CLIP-ViT-B-16-DataComp.XL-s13B-b90K
Property | Value |
---|---|
License | MIT |
Training Data | DataComp-1B (1.4B samples) |
ImageNet Accuracy | 73.5% (zero-shot) |
Research Paper | DataComp Paper |
What is CLIP-ViT-B-16-DataComp.XL-s13B-b90K?
This is a CLIP Vision Transformer (ViT-B/16) model trained on the extensive DataComp-1B dataset using OpenCLIP framework. Developed by LAION, it represents a significant advancement in zero-shot image classification capabilities, trained on Stability.ai's infrastructure.
Implementation Details
The model leverages the Vision Transformer architecture with a 16x16 patch size, trained on a carefully curated dataset of 1.4 billion samples. It's built using the OpenCLIP framework, which enables efficient training of large-scale vision-language models.
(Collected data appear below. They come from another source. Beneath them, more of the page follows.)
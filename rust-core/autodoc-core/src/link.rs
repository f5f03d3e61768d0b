//! # Shape Linking
//!
//! Folds shapes that are referenced by other shapes into the referencing
//! fields, so a route documents a forest of root shapes instead of a flat
//! list with duplicates.
//!
//! Linkage is by exact canonical name (`FieldDescriptor::shape_ref`), never
//! by substring of the displayed type.

use crate::error::{Error, Result};
use crate::shape::{FieldDescriptor, ShapeDescriptor};
use std::collections::{HashMap, HashSet};

/// Link a flat list of shapes into root shapes with nested properties
///
/// 1. Shapes are indexed by name; a repeated name keeps its first entry.
/// 2. A field referring to another shape of the list receives that shape's
///    (recursively linked) fields as `properties`, and the referenced shape
///    is marked as consumed. A field referring to its own shape is left
///    unlinked.
/// 3. Unconsumed shapes are returned in their original order.
///
/// # Errors
///
/// Returns `Error::ShapeCycle` if shapes reference each other in a loop.
pub fn link_shapes(shapes: Vec<ShapeDescriptor>) -> Result<Vec<ShapeDescriptor>> {
    let mut seen = HashSet::new();
    let shapes: Vec<ShapeDescriptor> = shapes
        .into_iter()
        .filter(|s| seen.insert(s.name.clone()))
        .collect();

    let index: HashMap<&str, &ShapeDescriptor> =
        shapes.iter().map(|s| (s.name.as_str(), s)).collect();

    let mut consumed: HashSet<&str> = HashSet::new();
    for shape in &shapes {
        for target in shape.fields.iter().filter_map(|f| f.shape_ref.as_deref()) {
            if target != shape.name && index.contains_key(target) {
                consumed.insert(target);
            }
        }
    }

    let mut roots = Vec::new();
    let mut stack = Vec::new();
    for shape in &shapes {
        // Consumed shapes are expanded too so that cycles among them surface.
        let fields = expand_fields(shape, &index, &mut stack)?;
        if !consumed.contains(shape.name.as_str()) {
            roots.push(ShapeDescriptor {
                name: shape.name.clone(),
                fields,
            });
        }
    }
    Ok(roots)
}

fn expand_fields(
    shape: &ShapeDescriptor,
    index: &HashMap<&str, &ShapeDescriptor>,
    stack: &mut Vec<String>,
) -> Result<Vec<FieldDescriptor>> {
    stack.push(shape.name.clone());

    let mut fields = shape.fields.clone();
    for field in &mut fields {
        let Some(target) = field.shape_ref.as_deref() else {
            continue;
        };
        if target == shape.name {
            continue;
        }
        let Some(child) = index.get(target) else {
            continue;
        };

        if let Some(pos) = stack.iter().position(|name| name == target) {
            let mut path = stack[pos..].to_vec();
            path.push(target.to_string());
            return Err(Error::ShapeCycle { path });
        }

        field.properties = expand_fields(child, index, stack)?;
    }

    stack.pop();
    Ok(fields)
}

#[cfg(test)]
mod tests {
    use super::*;
    use crate::shape::{FieldSpec, ShapeBuilder};

    fn plain(name: &str, fields: &[&str]) -> ShapeDescriptor {
        fields
            .iter()
            .fold(ShapeBuilder::new(name), |b, f| {
                b.field(FieldSpec::new(f, "i64"))
            })
            .build()
            .unwrap()
    }

    fn with_ref(name: &str, field: &str, target: &str) -> ShapeDescriptor {
        ShapeBuilder::new(name)
            .field(FieldSpec::new("id", "i64"))
            .field(FieldSpec::new(field, target).shape_ref(Some(target.to_string())))
            .build()
            .unwrap()
    }

    #[test]
    fn test_referenced_shape_is_folded() {
        let a = with_ref("t::A", "b", "t::B");
        let b = plain("t::B", &["x", "y"]);

        let linked = link_shapes(vec![a, b]).unwrap();

        assert_eq!(linked.len(), 1);
        assert_eq!(linked[0].name, "t::A");
        let props = &linked[0].field("b").unwrap().properties;
        assert_eq!(props.len(), 2);
        assert_eq!(props[0].name, "x");
        assert_eq!(props[1].name, "y");
    }

    #[test]
    fn test_order_does_not_matter() {
        let a = with_ref("t::A", "b", "t::B");
        let b = plain("t::B", &["x"]);

        let linked = link_shapes(vec![b, a]).unwrap();
        assert_eq!(linked.len(), 1);
        assert_eq!(linked[0].name, "t::A");
    }

    #[test]
    fn test_unreferenced_shapes_stay_roots() {
        let a = plain("t::A", &["x"]);
        let c = plain("t::C", &["z"]);

        let linked = link_shapes(vec![a.clone(), c.clone()]).unwrap();
        assert_eq!(linked, vec![a, c]);
    }

    #[test]
    fn test_nested_chain_is_linked_transitively() {
        let a = with_ref("t::A", "b", "t::B");
        let b = with_ref("t::B", "c", "t::C");
        let c = plain("t::C", &["leaf"]);

        let linked = link_shapes(vec![a, b, c]).unwrap();

        assert_eq!(linked.len(), 1);
        let b_props = &linked[0].field("b").unwrap().properties;
        let c_field = b_props.iter().find(|f| f.name == "c").unwrap();
        assert_eq!(c_field.properties[0].name, "leaf");
    }

    #[test]
    fn test_substring_names_do_not_link() {
        // "t::B" is a substring of "t::BB" but the field refers to t::BB only.
        let a = with_ref("t::A", "bb", "t::BB");
        let b = plain("t::B", &["x"]);
        let bb = plain("t::BB", &["y"]);

        let linked = link_shapes(vec![a, b, bb]).unwrap();

        let names: Vec<_> = linked.iter().map(|s| s.name.as_str()).collect();
        assert_eq!(names, vec!["t::A", "t::B"]);
        assert_eq!(linked[0].field("bb").unwrap().properties[0].name, "y");
    }

    #[test]
    fn test_reference_outside_list_is_left_alone() {
        let a = with_ref("t::A", "b", "t::B");
        let linked = link_shapes(vec![a]).unwrap();
        assert!(linked[0].field("b").unwrap().properties.is_empty());
    }

    #[test]
    fn test_self_reference_is_not_linked() {
        let node = with_ref("t::Node", "children", "t::Node");
        let linked = link_shapes(vec![node]).unwrap();

        assert_eq!(linked.len(), 1);
        assert!(linked[0].field("children").unwrap().properties.is_empty());
    }

    #[test]
    fn test_cycle_is_reported() {
        let a = with_ref("t::A", "b", "t::B");
        let b = with_ref("t::B", "a", "t::A");

        let err = link_shapes(vec![a, b]).unwrap_err();
        match err {
            Error::ShapeCycle { path } => {
                assert_eq!(path, vec!["t::A", "t::B", "t::A"]);
            }
            other => panic!("unexpected error: {other}"),
        }
    }

    #[test]
    fn test_cycle_behind_root_is_reported() {
        let root = with_ref("t::Root", "a", "t::A");
        let a = with_ref("t::A", "b", "t::B");
        let b = with_ref("t::B", "a", "t::A");

        assert!(matches!(
            link_shapes(vec![root, a, b]),
            Err(Error::ShapeCycle { .. })
        ));
    }

    #[test]
    fn test_repeated_shape_is_emitted_once() {
        let a = plain("t::A", &["x"]);
        let linked = link_shapes(vec![a.clone(), a]).unwrap();
        assert_eq!(linked.len(), 1);
    }
}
- Achieves 73.5% zero-shot top-1 accuracy on ImageNet-1k
- Evaluated on 38 different datasets
- Built for research and experimental purposes
Core Capabilities
- Zero-shot image classification
- Image and text retrieval
- Transfer learning for downstream tasks
- Image generation guidance and conditioning
Frequently Asked Questions
Q: What makes this model unique?
The model stands out for its training on the massive DataComp-1B dataset and its impressive zero-shot classification capabilities, achieving 73.5% accuracy on ImageNet without specific training for the task.
Q: What are the recommended use cases?
The model is primarily intended for research purposes, including zero-shot classification, image-text retrieval, and as a foundation for transfer learning. However, it's not recommended for deployed commercial applications without thorough testing.